Four clients have called the nurse using the call light. Who should the nurse assist first?
- A client reporting inability to void for 6 hours
- A client who states, “I feel like my throat is closing”
- A client requesting help repositioning in bed
- A client asking when their next pain medication is due
Explanation: Answer reason: Sensation of throat closing suggests airway compromise, potentially due to anaphylaxis or edema. Airway issues take absolute priority in all emergencies following the ABC framework.
A nurse cares for four patients on a cardiac floor. Which patient needs immediate attention?
- A patient with atrial fibrillation and HR 110/min
- A patient with heart failure reporting mild shortness of breath on exertion
- A patient with a new onset of slurred speech and right-sided weakness
- A patient with hypertension awaiting morning medication
Explanation: Answer reason: These new neurologic deficits strongly indicate an acute ischemic stroke, where every minute of delay increases neuronal death. This client has the highest threat to life and long-term function.
A nurse receives handoff for four clients. Which client should be evaluated first?
- A client with asthma requesting a rescue inhaler refill
- A client with a cast complaining of itching under the cast
- A client with postoperative drainage that suddenly increased and turned bright red
- A client with chronic back pain requesting repositioning
Explanation: Answer reason: A sudden increase in bright red drainage suggests active hemorrhage, a potentially life-threatening complication that requires immediate assessment and intervention. The other issues are non-emergent.
A nurse is caring for four clients during a busy morning round. Which client requires immediate assessment?

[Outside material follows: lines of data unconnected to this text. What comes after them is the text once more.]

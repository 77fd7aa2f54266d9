//! Report generation over stored task bundles.
//!
//! Flattens every (task, representation, model) row into one summary table
//! and renders it as JSON, markdown or plain text, with the best model of
//! each representation called out and a representation by model rank
//! matrix per task.

use crate::config::EvalMode;
use crate::table::{ResultTable, Score, TaskResultBundle};
use chrono::{DateTime, Utc};
use serde::{Deserialize, Serialize};
use std::fmt::Write as FmtWrite;
use tabled::{Table, Tabled};

const RULE: &str = "═══════════════════════════════════════════════════════════════";
const THIN_RULE: &str = "───────────────────────────────────────────────────────────────";

/// One flattened result row
///
/// MAE fields are `None` for R² rows and vice versa; a missing statistic
/// (no valid trial) is also `None`.
#[derive(Debug, Clone, Serialize, Deserialize, PartialEq)]
pub struct SummaryRow {
    pub task: String,
    pub representation: String,
    pub model: String,
    pub mode: EvalMode,
    /// Rank within its table, starting at 1; tied scores share the lowest
    /// rank and missing scores tie below every valid one
    pub rank: usize,
    pub mean_mae: Option<f64>,
    pub std_mae: Option<f64>,
    pub median_mae: Option<f64>,
    pub r2: Option<f64>,
}

fn present(value: f64) -> Option<f64> {
    (!value.is_nan()).then_some(value)
}

impl SummaryRow {
    fn new(task: &str, representation: &str, model: &str, rank: usize, score: &Score) -> Self {
        let (mean_mae, std_mae, median_mae, r2) = match score {
            Score::Mae(s) => (present(s.mean_mae), present(s.std_mae), present(s.median_mae), None),
            Score::R2 { r2 } => (None, None, None, present(*r2)),
        };
        Self {
            task: task.to_string(),
            representation: representation.to_string(),
            model: model.to_string(),
            mode: score.mode(),
            rank,
            mean_mae,
            std_mae,
            median_mae,
            r2,
        }
    }
}

/// Competition ranks over a sorted table: equal keys share the lowest
/// position, as do all missing keys after the valid ones
#[must_use]
pub fn min_ranks(table: &ResultTable) -> Vec<usize> {
    let mut ranks: Vec<usize> = Vec::with_capacity(table.len());
    let mut previous: Option<f64> = None;
    for (i, row) in table.rows().iter().enumerate() {
        let key = row.score.key();
        let tied = previous.is_some_and(|p| p == key || (p.is_nan() && key.is_nan()));
        let rank = match ranks.last() {
            Some(&last) if tied => last,
            _ => i + 1,
        };
        ranks.push(rank);
        previous = Some(key);
    }
    ranks
}

/// Every row of every table, tasks in input order, representations sorted
#[must_use]
pub fn flatten(bundles: &[TaskResultBundle]) -> Vec<SummaryRow> {
    bundles
        .iter()
        .flat_map(|bundle| {
            bundle.tables.iter().flat_map(move |(representation, table)| {
                table
                    .rows()
                    .iter()
                    .zip(min_ranks(table))
                    .map(move |(row, rank)| {
                        SummaryRow::new(&bundle.task, representation, &row.model, rank, &row.score)
                    })
            })
        })
        .collect()
}

/// Ranks of every model under every representation of one task bundle
#[derive(Debug, Clone, Serialize, Deserialize, PartialEq, Eq)]
pub struct RankMatrix {
    pub task: String,
    pub mode: EvalMode,
    /// Column order: first appearance across the representation tables
    pub models: Vec<String>,
    pub rows: Vec<RankMatrixRow>,
}

/// One representation's ranks, aligned with `RankMatrix::models`
#[derive(Debug, Clone, Serialize, Deserialize, PartialEq, Eq)]
pub struct RankMatrixRow {
    pub representation: String,
    /// `None` where the model has no row in this representation's table
    pub ranks: Vec<Option<usize>>,
}

impl RankMatrix {
    /// Build the matrix for one bundle
    #[must_use]
    pub fn from_bundle(bundle: &TaskResultBundle) -> Self {
        let mut models: Vec<String> = Vec::new();
        for table in bundle.tables.values() {
            for row in table.rows() {
                if !models.contains(&row.model) {
                    models.push(row.model.clone());
                }
            }
        }

        let rows = bundle
            .tables
            .iter()
            .map(|(representation, table)| {
                let ranked: Vec<(&str, usize)> = table
                    .rows()
                    .iter()
                    .map(|r| r.model.as_str())
                    .zip(min_ranks(table))
                    .collect();
                let ranks = models
                    .iter()
                    .map(|m| ranked.iter().find(|(name, _)| name == m).map(|&(_, rank)| rank))
                    .collect();
                RankMatrixRow {
                    representation: representation.clone(),
                    ranks,
                }
            })
            .collect();

        Self {
            task: bundle.task.clone(),
            mode: bundle.mode,
            models,
            rows,
        }
    }

    /// Rank of `model` under `representation`
    #[must_use]
    pub fn rank(&self, representation: &str, model: &str) -> Option<usize> {
        let column = self.models.iter().position(|m| m == model)?;
        self.rows
            .iter()
            .find(|r| r.representation == representation)
            .and_then(|r| r.ranks[column])
    }

    fn render(&self, output: &mut String) {
        writeln!(output, "| Representation | {} |", self.models.join(" | ")).ok();
        writeln!(output, "|---{}|", "|---".repeat(self.models.len())).ok();
        for row in &self.rows {
            let cells: Vec<String> = row
                .ranks
                .iter()
                .map(|r| r.map_or_else(|| "-".to_string(), |v| v.to_string()))
                .collect();
            writeln!(output, "| {} | {} |", row.representation.to_uppercase(), cells.join(" | ")).ok();
        }
    }
}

- A client with ulcerative colitis reporting 5 loose stools overnight
- A client with a potassium level of 6.2 mEq/L and peaked T waves on ECG
- A client with COPD requesting assistance with nebulizer setup
- A client with hypothyroidism feeling unusually tired today
Explanation: Answer reason: Severe hyperkalemia with ECG changes indicates impending lethal dysrhythmias such as ventricular fibrillation or asystole. This presentation represents an immediate life threat and requires rapid stabilization. The other clients have non-emergent or chronic issues.